I enter the room in my squeaky chair, and people with hunched shoulders look up at me, teary-eyed. Slowly I move toward photo displays showing a whole life. I gaze between mourners outfitted in shades of black and catch a glimpse of the casket. Lying there surrounded by flowers, a stuffed animal and an Aaron “Wheelz” Fotheringham action figure, my friend seems like he might just smile and laugh his typical, full-bodied “Kee, kee, kee.”
Having been injured at a young age, I’ve grown up assuming I’d fulfill future goals and live a long life, but I’ve experienced the deaths of my disabled peers as a teen, in my 20s, 30s and now 40s. Although modern medicine and technology have made it possible for people with disabilities to live longer, in truth, we SCI folks know life can change in an instant, and just one small health complication can domino into disaster and even death.

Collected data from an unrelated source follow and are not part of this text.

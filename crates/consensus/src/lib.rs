//! Paxos Consensus - single-decree proposer and acceptor
//!
//! Architecture:
//! - Acceptor: passive voter holding the highest promised id and the last accepted proposal
//! - Proposer: runs prepare/promise then propose/accept across a fixed node set
//! - Transport: trait the proposer uses to reach acceptors (HTTP lives in `paxos-rpc`)
//!
//! Every failure is a `ConsensusError` value; nothing is retried.

pub mod acceptor;
pub mod error;
pub mod proposer;
pub mod quorum;
pub mod transport;
pub mod types;

pub use acceptor::{Acceptor, AcceptorState, SharedAcceptor};
pub use error::{ConsensusError, Result};
pub use proposer::{FanOut, Proposer, ProposerConfig};
pub use transport::{AcceptorTransport, Fault, LocalTransport};
pub use types::*;
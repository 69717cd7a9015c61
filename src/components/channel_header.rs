use yew::prelude::*;

#[derive(Properties, PartialEq)]
pub struct ChannelHeaderProps {
    /// Nombre del canal activo, o el prompt cuando no hay ninguno.
    pub title: String,
}

#[function_component(ChannelHeader)]
pub fn channel_header(props: &ChannelHeaderProps) -> Html {
    html! {
        <div class="channel-header">
            <span>{ props.title.clone() }</span>
        </div>
    }
}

It scares me that death could cut my time short, and that I might not get to do everything I dream of. But at the same time, I’m cool with whatever comes. Life will continue without me. I think about what kind of tree will be planted where my remains lie and if my wheelchair will end up existing eternally in a landfill. Who will look through my stuff and put together the pieces of who I was?
I am saddened when I lose friends who were advocates helping individuals with disabilities or the disability community at large. Yet I am happy and proud to have known them, learned from them and worked alongside them. My hope is that when I am no longer living, I too will have left sprinkles of goodness in this world, and my loved ones will imagine me smiling or laughing.